The change comes at a bad time for the $355bn behemoth when regulatory expectations are ramping up as government and regulators increase focus on the $4 trillion sector.
Mr Blackmore’s departure after just two years as role as retirement chief was disclosed on the fund’s website earlier this month with little fanfare, despite his near 17-year career with the fund.
Before being appointed as chief retirement officer, Mr Blackmore was the executive in charge of member experience – which is another crucial area for the industry.
Profit for member funds are facing what some see as a tough battle to win support for its push to spread the costs for financial advice across all members. The retail funds grew on the back of their advice businesses but were beaten by the profit for member funds focus on better returns.

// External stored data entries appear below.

use sea_orm_migration::{prelude::*, schema::*};

use crate::m20260829_000003_platter_user::PlatterUser;

static IDX_RECIPE_PUB_DATE: &str = "idx-recipe-pub_date";
static FK_RECIPE_AUTHOR_ID: &str = "fk-recipe-author_id";

#[derive(DeriveMigrationName)]
pub struct Migration;

#[async_trait::async_trait]
impl MigrationTrait for Migration {
    async fn up(&self, manager: &SchemaManager) -> Result<(), DbErr> {
        manager
            .create_table(
                Table::create()
                    .table(Recipe::Table)
                    .if_not_exists()
                    .col(pk_auto(Recipe::Id))
                    .col(integer(Recipe::AuthorId))
                    .col(string(Recipe::Name))
                    .col(text(Recipe::Image))
                    .col(text(Recipe::Text))
                    .col(integer(Recipe::CookingTime))
                    .col(timestamp(Recipe::PubDate))
                    .to_owned(),
            )
            .await?;

        manager
            .create_index(
                Index::create()
                    .name(IDX_RECIPE_PUB_DATE)
                    .table(Recipe::Table)
                    .col(Recipe::PubDate)
                    .to_owned(),
            )
            .await?;

        manager
            .create_foreign_key(
                ForeignKey::create()
                    .name(FK_RECIPE_AUTHOR_ID)
                    .from_tbl(Recipe::Table)
                    .from_col(Recipe::AuthorId)
                    .to_tbl(PlatterUser::Table)
                    .to_col(PlatterUser::Id)
                    .on_delete(ForeignKeyAction::Cascade)
                    .to_owned(),
            )
            .await?;

        Ok(())
    }

    async fn down(&self, manager: &SchemaManager) -> Result<(), DbErr> {
        manager
            .drop_foreign_key(
                ForeignKey::drop()
                    .name(FK_RECIPE_AUTHOR_ID)
                    .table(Recipe::Table)
                    .to_owned(),
            )
            .await?;

        manager
            .drop_index(
                Index::drop()
                    .name(IDX_RECIPE_PUB_DATE)
                    .table(Recipe::Table)
                    .to_owned(),
            )
            .await?;

        manager
            .drop_table(Table::drop().table(Recipe::Table).to_owned())
            .await?;

        Ok(())
    }
}

#[derive(DeriveIden)]
pub enum Recipe {
    Table,
    Id,
    AuthorId,
    Name,
    Image,
    Text,
    CookingTime,
    PubDate,
}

Few customers complain when returns are good but when problems arise they ask more questions.
Mr Blackmore could not be contacted on Tuesday but industry sources say he plans to set up his own venture in the retirement space in the new year.
AustralianSuper has rejected any talk of a fallout between the two and others say the move is simply a function of a long-term executive who wants new challenges.
His appointment as chief retirement officer in 2022 was heralded as a leap forward for AustralianSuper and a signal it was stepping up focus on what some see as the key function for a superannuation fund – looking after retirement plans.
Mr Blackmore achieved much of what he set out to do, laying down its strategy, building up the retirement division, putting retirement on the executive agenda and working on a new product.
The latter is still work in progress even through insurance group TAL has been working with the fund on an annuity-like product which has yet to see the light of day.
AustralianSuper has led the industry in the accumulation phase and now manages money for one in seven homes with a massive $385m a week in net inflows, or $20bn a year.
It has 3.3 million members but just 110,000 retirement accounts which will change significantly with industry assets in retirement tipped to increase from 26 per cent to 35 per cent.
In recent years the key financial regulators lifted their focus on the industry and this is now being reflected with action by ASIC and APRA against Cbus, Hesta, AustralianSuper and others.
The ACCC is also concerned by the concentration effects of big super which dominates corporate Australia’s share register.